- TASK TO COMPLETE: In the records that follow, locate every line with "management" and extract it.

(Dataset records)
----------------
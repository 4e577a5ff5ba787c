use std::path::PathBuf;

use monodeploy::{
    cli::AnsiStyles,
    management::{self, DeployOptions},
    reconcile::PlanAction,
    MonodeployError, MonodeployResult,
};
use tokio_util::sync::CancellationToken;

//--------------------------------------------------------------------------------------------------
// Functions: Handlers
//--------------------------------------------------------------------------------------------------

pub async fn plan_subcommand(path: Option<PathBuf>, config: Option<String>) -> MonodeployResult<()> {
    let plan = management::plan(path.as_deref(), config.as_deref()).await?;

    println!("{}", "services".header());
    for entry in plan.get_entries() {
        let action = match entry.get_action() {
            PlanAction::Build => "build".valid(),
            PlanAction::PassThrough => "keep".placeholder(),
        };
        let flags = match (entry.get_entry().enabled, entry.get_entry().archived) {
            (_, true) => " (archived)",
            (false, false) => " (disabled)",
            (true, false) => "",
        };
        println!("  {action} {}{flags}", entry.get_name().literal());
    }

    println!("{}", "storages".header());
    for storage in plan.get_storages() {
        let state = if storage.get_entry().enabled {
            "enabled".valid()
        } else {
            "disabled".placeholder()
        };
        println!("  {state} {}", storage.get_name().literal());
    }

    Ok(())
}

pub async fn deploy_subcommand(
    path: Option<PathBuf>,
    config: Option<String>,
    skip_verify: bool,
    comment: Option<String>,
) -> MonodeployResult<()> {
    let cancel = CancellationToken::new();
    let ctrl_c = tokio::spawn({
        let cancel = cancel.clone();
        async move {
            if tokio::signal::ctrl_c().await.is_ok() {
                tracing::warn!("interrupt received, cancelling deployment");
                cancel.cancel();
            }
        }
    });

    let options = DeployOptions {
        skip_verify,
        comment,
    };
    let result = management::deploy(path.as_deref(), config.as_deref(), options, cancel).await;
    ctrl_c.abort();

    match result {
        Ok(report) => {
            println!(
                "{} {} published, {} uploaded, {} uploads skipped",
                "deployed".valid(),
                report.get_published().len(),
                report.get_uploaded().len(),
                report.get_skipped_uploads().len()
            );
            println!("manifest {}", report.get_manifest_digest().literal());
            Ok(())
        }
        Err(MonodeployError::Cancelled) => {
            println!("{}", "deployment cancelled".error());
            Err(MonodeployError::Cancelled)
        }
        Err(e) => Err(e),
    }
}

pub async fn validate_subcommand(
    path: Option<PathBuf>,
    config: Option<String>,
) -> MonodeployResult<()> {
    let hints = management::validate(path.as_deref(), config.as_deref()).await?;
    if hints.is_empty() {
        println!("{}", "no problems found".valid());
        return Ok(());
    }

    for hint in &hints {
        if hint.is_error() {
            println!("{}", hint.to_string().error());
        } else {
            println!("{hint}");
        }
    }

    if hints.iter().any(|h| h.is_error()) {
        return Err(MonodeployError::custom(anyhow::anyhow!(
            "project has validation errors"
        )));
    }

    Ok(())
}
----------------
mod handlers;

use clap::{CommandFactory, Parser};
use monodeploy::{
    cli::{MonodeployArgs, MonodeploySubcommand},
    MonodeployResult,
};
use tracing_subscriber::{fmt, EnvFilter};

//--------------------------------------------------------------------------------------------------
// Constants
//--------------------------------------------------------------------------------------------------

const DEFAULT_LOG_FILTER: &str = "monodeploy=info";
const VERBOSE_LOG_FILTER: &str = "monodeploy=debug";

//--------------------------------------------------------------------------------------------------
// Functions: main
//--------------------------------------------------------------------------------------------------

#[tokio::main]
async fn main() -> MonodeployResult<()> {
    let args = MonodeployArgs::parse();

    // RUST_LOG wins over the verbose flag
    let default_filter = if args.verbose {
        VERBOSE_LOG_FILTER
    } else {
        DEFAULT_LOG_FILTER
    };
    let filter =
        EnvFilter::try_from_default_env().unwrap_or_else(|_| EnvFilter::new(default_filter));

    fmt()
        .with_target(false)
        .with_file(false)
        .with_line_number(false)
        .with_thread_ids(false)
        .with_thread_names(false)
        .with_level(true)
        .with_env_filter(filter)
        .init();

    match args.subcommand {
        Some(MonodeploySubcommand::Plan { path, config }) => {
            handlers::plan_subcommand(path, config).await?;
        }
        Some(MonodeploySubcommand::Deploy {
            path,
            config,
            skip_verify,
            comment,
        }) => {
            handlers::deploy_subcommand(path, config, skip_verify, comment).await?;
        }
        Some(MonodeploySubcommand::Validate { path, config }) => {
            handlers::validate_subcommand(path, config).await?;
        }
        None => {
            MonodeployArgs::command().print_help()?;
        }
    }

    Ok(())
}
----------------
- ANSWER BELOW:
    management::{self, DeployOptions},
    let plan = management::plan(path.as_deref(), config.as_deref()).await?;
    let result = management::deploy(path.as_deref(), config.as_deref(), options, cancel).await;
    let hints = management::validate(path.as_deref(), config.as_deref()).await?;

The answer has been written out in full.